Continuei a andar pelo areal, mas os olhos estavam presos à cidade, via os redemoinhos de vento e areias espalharem-se pelas ruas, cada vez mais no coração da cidade, e elevarem-se cada vez mais altos, em rodopios de espiral, acompanhado a altura dos edifícios, ultrapassando-os mesmo, em muitos pontos. Desta forma pude acompanhar o seu percurso pelas ruas e pareceu-me que obedeciam a um padrão. Que se deslocavam para um ponto preciso da mesma onde todos confluiriam no instante exacto.
Enquanto isto, desatendera os sons, vozes ciciadas que dançavam ao meu redor. Cada vez mais parecia-me ouvir o meu nome, como que cantado numa lenga-lenga, entremeado de outras palavras que tinha dificuldade em discernir. Por instantes havia-me concentrado nos sons.
Voltei a atenção para a cidade e vi-a agora também deserta dos remoinhos de ventos e areia. Só lá, num ponto alto da mesma, se elevava um remoinho gigantesco para onde todos tinham confluído.
Um arrepio percorreu-me, corpo e alma irmanados no frio gélido.

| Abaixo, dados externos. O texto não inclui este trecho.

#[cfg(test)]
mod tests {
    use super::*;
    use crate::model::{ClientStats, DaysInactive, Lifecycle, ManualPrestation};
    use crate::records::{record_manual_prestation, transfer_prestation};
    use crate::storage::StorageConfig;
    use chrono::TimeZone;

    const CLIENTS_CSV: &str = "nom,nombre_prestations\nJean Dupont,0\n";
    const PRESTATIONS_CSV: &str =
        "client,date,montant,adresse\nACME Corp,15/03/2024,1200,\"3 rue des Lilas, Lyon\"\n";

    fn now() -> DateTime<Utc> {
        Utc.with_ymd_and_hms(2024, 6, 1, 12, 0, 0).unwrap()
    }

    #[test]
    fn test_headers_match_case_insensitively() {
        let table = parse_clients("\u{feff}NOM , Adresse,EMAIL\nJean,Paris,J@x.fr\n").unwrap();

        assert_eq!(table.rows.len(), 1);
        assert_eq!(table.rows[0].name, "Jean");
        assert_eq!(table.rows[0].address.as_deref(), Some("Paris"));
        assert_eq!(table.rows[0].email.as_deref(), Some("J@x.fr"));
    }

    #[test]
    fn test_missing_required_column_fails() {
        let err = parse_prestations("client,montant\nA,10\n").unwrap_err();

        assert!(matches!(
            &err,
            ImportError::MissingColumn { table: PRESTATIONS_TABLE, column } if column == "date"
        ));
        assert!(err.to_string().contains("'date'"));
    }

    #[test]
    fn test_empty_clients_file_fails() {
        assert!(matches!(
            parse_clients(""),
            Err(ImportError::MissingColumn { .. })
        ));
    }

    #[test]
    fn test_bad_rows_are_skipped() {
        let table = parse_prestations(
            "client,date,montant\n,15/03/2024,10\nA,2024-03-15,10\nA,16/03/2024,abc\nA\n",
        )
        .unwrap();

        assert_eq!(table.rows.len(), 1);
        assert_eq!(table.rows[0].amount, 0.0);
        assert_eq!(table.skipped, 3);

        let clients = parse_clients("nom,notes\n,orphan note\nB,\n").unwrap();
        assert_eq!(clients.rows.len(), 1);
        assert_eq!(clients.skipped, 1);
    }

    #[test]
    fn test_quoted_fields_and_comma_decimals() {
        let table = parse_prestations(
            "Client,Date,Montant,Description\n\"Dupont, Jean\",01/02/2024,\"1 250,50\",\"Mariage, soirée\"\n",
        )
        .unwrap();

        assert_eq!(table.rows[0].client_name, "Dupont, Jean");
        assert_eq!(table.rows[0].amount, 1250.5);
        assert_eq!(table.rows[0].description, "Mariage, soirée");
    }

    #[test]
    fn test_plan_synthesizes_orphan_clients() {
        let clients = parse_clients(CLIENTS_CSV).unwrap().rows;
        let prestations = parse_prestations(PRESTATIONS_CSV).unwrap().rows;

        let plan = ImportPlan::build(clients, prestations, now());

        assert_eq!(plan.clients.len(), 2);
        assert_eq!(plan.prestations.len(), 1);

        let jean = &plan.clients[0];
        assert_eq!(jean.name, "Jean Dupont");
        assert_eq!(jean.stats, Some(ClientStats::empty()));
        assert_eq!(jean.segmentation.unwrap().lifecycle, Lifecycle::ARelancer);
        assert!(!jean.segmentation.unwrap().vip);

        let acme = &plan.clients[1];
        assert_eq!(acme.name, "ACME Corp");
        assert_eq!(acme.address.as_deref(), Some("3 rue des Lilas, Lyon"));
        let stats = acme.stats.as_ref().unwrap();
        assert_eq!(stats.total_prestations, 1);
        assert_eq!(stats.total_revenue, 1200.0);
        // 15/03/2024 -> 01/06/2024
        assert_eq!(stats.days_inactive, DaysInactive::Days(78));
        assert_eq!(acme.segmentation.unwrap().lifecycle, Lifecycle::Actif);
    }

    #[test]
    fn test_plan_merges_repeated_rows() {
        let clients = parse_clients(
            "nom,email,emails_secondaires\nJean Dupont,jean@x.fr,\njean  DUPONT,,j.d@x.fr\n",
        )
        .unwrap()
        .rows;
        let prestations = parse_prestations(
            "client,date,montant\nJean Dupont,01/01/2024,100\nJean Dupont,01/01/2024,100\n",
        )
        .unwrap()
        .rows;

        let plan = ImportPlan::build(clients, prestations, now());

        assert_eq!(plan.clients.len(), 1);
        assert_eq!(plan.clients[0].email.as_deref(), Some("jean@x.fr"));
        assert_eq!(
            plan.clients[0].alternate_emails,
            Some(vec!["j.d@x.fr".to_string()])
        );
        assert_eq!(plan.prestations.len(), 1);
        assert_eq!(plan.clients[0].stats.as_ref().unwrap().total_prestations, 1);
    }

    #[tokio::test]
    async fn test_import_scenario() {
        let storage = Storage::new("sqlite::memory:").await.unwrap();

        let report = import_csv(&storage, CLIENTS_CSV, PRESTATIONS_CSV, now())
            .await
            .unwrap();

        assert_eq!(report.clients_upserted, 2);
        assert_eq!(report.prestations_upserted, 1);
        assert_eq!(report.clients_segmented, 2);
        assert_eq!(report.batches_committed, 1);

        let jean = storage
            .get_client(&client_id("Jean Dupont"))
            .await
            .unwrap()
            .unwrap();
        assert_eq!(jean.stats, ClientStats::empty());
        assert_eq!(jean.segmentation.lifecycle, Lifecycle::ARelancer);

        let acme = storage
            .get_client(&client_id("ACME Corp"))
            .await
            .unwrap()
            .unwrap();
        assert_eq!(acme.stats.total_prestations, 1);
        assert_eq!(acme.stats.total_revenue, 1200.0);
        assert_eq!(acme.address.as_deref(), Some("3 rue des Lilas, Lyon"));
    }

    #[tokio::test]
    async fn test_import_is_idempotent() {
        let storage = Storage::new("sqlite::memory:").await.unwrap();
        let prestations = "client,date,montant,numero_facture\n\
                           ACME Corp,15/03/2024,1200,F-1\n\
                           ACME Corp,20/04/2024,\"300,50\",F-2\n\
                           Jean Dupont,01/05/2024,90,\n";

        let first = import_csv(&storage, CLIENTS_CSV, prestations, now())
            .await
            .unwrap();
        let clients_after_first = storage.list_clients().await.unwrap();
        let prestations_after_first = storage.list_prestations().await.unwrap();

        let second = import_csv(&storage, CLIENTS_CSV, prestations, now())
            .await
            .unwrap();

        assert_eq!(first, second);
        assert_eq!(storage.list_clients().await.unwrap(), clients_after_first);
        assert_eq!(
            storage.list_prestations().await.unwrap(),
            prestations_after_first
        );
        assert_eq!(prestations_after_first.len(), 3);
    }

    #[tokio::test]
    async fn test_import_respects_batch_bound() {
        let config = StorageConfig {
            max_batch_writes: 2,
        };
        let storage = Storage::with_config("sqlite::memory:", config).await.unwrap();
        let prestations = "client,date,montant\nA,01/01/2024,1\nB,02/01/2024,2\nC,03/01/2024,3\n";

        let report = import_csv(&storage, "nom\n", prestations, now())
            .await
            .unwrap();

        // 3 clients + 3 prestations in batches of 2
        assert_eq!(report.batches_committed, 3);
        assert_eq!(storage.count_prestations().await.unwrap(), 3);
        assert_eq!(storage.list_clients().await.unwrap().len(), 3);
    }

    #[tokio::test]
    async fn test_incremental_import_counts_stored_prestations() {
        let storage = Storage::new("sqlite::memory:").await.unwrap();

        import_csv(
            &storage,
            "nom\n",
            "client,date,montant\nACME Corp,15/03/2024,1200\nACME Corp,16/03/2024,800\n",
            now(),
        )
        .await
        .unwrap();
        import_csv(
            &storage,
            "nom\n",
            "client,date,montant\nACME Corp,20/05/2024,100\n",
            now(),
        )
        .await
        .unwrap();

        let acme = storage
            .get_client(&client_id("ACME Corp"))
            .await
            .unwrap()
            .unwrap();
        assert_eq!(storage.count_prestations().await.unwrap(), 3);
        assert_eq!(acme.stats.total_prestations, 3);
        assert_eq!(acme.stats.total_revenue, 2100.0);
        assert_eq!(
            acme.stats.first_collaboration_at,
            NaiveDate::from_ymd_opt(2024, 3, 15)
        );
        assert_eq!(
            acme.stats.last_collaboration_at,
            NaiveDate::from_ymd_opt(2024, 5, 20)
        );
    }

    #[tokio::test]
    async fn test_clients_only_import_keeps_manual_prestations() {
        let storage = Storage::new("sqlite::memory:").await.unwrap();
        let entry = ManualPrestation {
            client_name: "Jean Dupont".to_string(),
            date: NaiveDate::from_ymd_opt(2024, 5, 1).unwrap(),
            amount: 3000.0,
            invoice_number: None,
            reference: String::new(),
            description: String::new(),
        };
        record_manual_prestation(&storage, &entry, now()).await.unwrap();

        import_csv(&storage, "nom\nJean Dupont\n", "client,date,montant\n", now())
            .await
            .unwrap();

        let jean = storage
            .get_client(&client_id("Jean Dupont"))
            .await
            .unwrap()
            .unwrap();
        assert_eq!(jean.stats.total_prestations, 1);
        assert_eq!(jean.stats.total_revenue, 3000.0);
        assert_eq!(jean.segmentation.lifecycle, Lifecycle::Actif);
    }

    #[tokio::test]
    async fn test_reimport_after_transfer_refreshes_previous_owner() {
        let storage = Storage::new("sqlite::memory:").await.unwrap();
        import_csv(&storage, "nom\nPaul Durand\n", PRESTATIONS_CSV, now())
            .await
            .unwrap();

        let acme_id = client_id("ACME Corp");
        let paul_id = client_id("Paul Durand");
        let moved = storage.list_client_prestations(&acme_id).await.unwrap();
        transfer_prestation(&storage, &moved[0].id, &paul_id, now())
            .await
            .unwrap()
            .unwrap();

        // The source row moves the prestation back to ACME
        let report = import_csv(&storage, "nom\n", PRESTATIONS_CSV, now())
            .await
            .unwrap();
        assert_eq!(report.clients_segmented, 2);

        let paul = storage.get_client(&paul_id).await.unwrap().unwrap();
        assert_eq!(paul.name, "Paul Durand");
        assert_eq!(paul.stats, ClientStats::empty());

        let acme = storage.get_client(&acme_id).await.unwrap().unwrap();
        assert_eq!(acme.stats.total_prestations, 1);
    }

    #[tokio::test]
    async fn test_sub_cent_amounts_are_distinct_prestations() {
        let storage = Storage::new("sqlite::memory:").await.unwrap();

        let report = import_csv(
            &storage,
            "nom\n",
            "client,date,montant\nA,15/03/2024,\"10,001\"\nA,15/03/2024,\"10,004\"\n",
            now(),
        )
        .await
        .unwrap();

        assert_eq!(report.prestations_upserted, 2);
        assert_eq!(storage.count_prestations().await.unwrap(), 2);
    }

    #[tokio::test]
    async fn test_pipeline_states() {
        let storage = Storage::new("sqlite::memory:").await.unwrap();
        let mut pipeline = CsvImportPipeline::new(&storage);
        assert_eq!(pipeline.state(), ImportState::Idle);

        let err = pipeline
            .run("name\nJean\n", PRESTATIONS_CSV, now())
            .await
            .unwrap_err();
        assert!(matches!(err, ImportError::MissingColumn { .. }));
        assert_eq!(pipeline.state(), ImportState::Error);
        assert!(storage.list_clients().await.unwrap().is_empty());

        // Must be reset before running again
        let err = pipeline
            .run(CLIENTS_CSV, PRESTATIONS_CSV, now())
            .await
            .unwrap_err();
        assert!(matches!(err, ImportError::NotIdle(ImportState::Error)));

        pipeline.reset();
        pipeline
            .run(CLIENTS_CSV, PRESTATIONS_CSV, now())
            .await
            .unwrap();
        assert_eq!(pipeline.state(), ImportState::Done);
    }
}
//! Clientele - client statistics, segmentation and deduplication for a
//! DJ booking CRM.
//!
//! # Overview
//!
//! Clientele keeps two linked record sets, clients and the prestations
//! (billable services) performed for them. From each client's prestations
//! it derives revenue statistics and a segmentation:
//!
//! - **lifecycle**: `actif` (< 90 days since the last prestation),
//!   `en_veille` (90 to 365 days) or `a_relancer` (longer, or never)
//! - **VIP**: at least 10 prestations, at least 5000 of revenue, or at least
//!   5 prestations while active
//!
//! Records are fed by an idempotent CSV import and kept clean by a
//! duplicate detector.
//!
//! # Modules
//!
//! - [`model`]: Data types for clients, prestations, stats and reports
//! - [`keys`]: Deterministic id derivation
//! - [`parse`]: Lenient amount and date parsing
//! - [`aggregation`]: Stats computation and segmentation refresh
//! - [`dedup`]: Duplicate detection and cleanup
//! - [`import`]: CSV import pipeline
//! - [`records`]: Manual prestation edits
//! - [`storage`]: SQLite storage layer
//! - [`config`]: Environment configuration
//! - [`api`]: HTTP API handlers

pub mod aggregation;
pub mod api;
pub mod config;
pub mod dedup;
pub mod error;
pub mod import;
pub mod keys;
pub mod model;
pub mod parse;
pub mod records;
pub mod storage;
//! Clientele - client statistics, segmentation and deduplication service.
//!
//! # API Endpoints
//!
//! - `POST /import` - Import clients and prestations CSV tables
//! - `GET /clients` - List clients (filters: `lifecycle`, `vip`)
//! - `GET /clients/:id` - A client and its prestations
//! - `POST /clients/refresh` - Recompute every client's stats
//! - `POST /prestations` - Record a prestation by hand
//! - `DELETE /prestations/:id` - Delete a prestation
//! - `POST /prestations/:id/transfer` - Move a prestation to another client
//! - `GET /duplicates` - Count duplicate prestations
//! - `POST /duplicates/clean` - Delete duplicate prestations
//! - `GET /health` - Health check

use std::net::SocketAddr;

use tokio::net::TcpListener;
use tracing::info;
use tracing_subscriber::{EnvFilter, fmt, layer::SubscriberExt, util::SubscriberInitExt};

use clientele::api::{AppState, router};
use clientele::config::AppConfig;
use clientele::storage::Storage;

#[tokio::main]
async fn main() -> anyhow::Result<()> {
    // Initialize tracing with environment filter
    tracing_subscriber::registry()
        .with(fmt::layer())
        .with(EnvFilter::from_default_env().add_directive("clientele=info".parse()?))
        .init();

    let config = AppConfig::from_env();

    info!(
        port = config.port,
        db_url = %config.database_url,
        max_batch_writes = config.storage.max_batch_writes,
        "Starting Clientele server"
    );

    // Initialize storage
    let storage = Storage::with_config(&config.database_url, config.storage).await?;
    info!("Database initialized");

    let app = router(AppState { storage });

    // Start server
    let addr = SocketAddr::from(([0, 0, 0, 0], config.port));
    let listener = TcpListener::bind(addr).await?;

    info!(%addr, "Clientele is listening");

    axum::serve(listener, app).await?;

    Ok(())
}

Tanto quanto a vista e o sentido de orientação me diziam aquele imenso rodopio, qual gigantesca tromba de areias dançantes, estava diante de minha casa e o cicio já o não era, antes uma voz grave, que dizia, claramente pronunciado, o meu nome, que me chamava e, num rompante investiu contra a porta. Senti a violenta pancada, o chão estremeceu até mesmo no areal debaixo dos meus pés, e era como se os ventos e as areias tivessem mil punhos que martelassem a porta enquanto, num crescendo, chamavam o meu nome, mais alto, mais alto e mais forte.
Acordei estremunhada, o despertador tinia furioso e minha mãe chamava-me.
Eram horas de acordar e ir para a faculdade.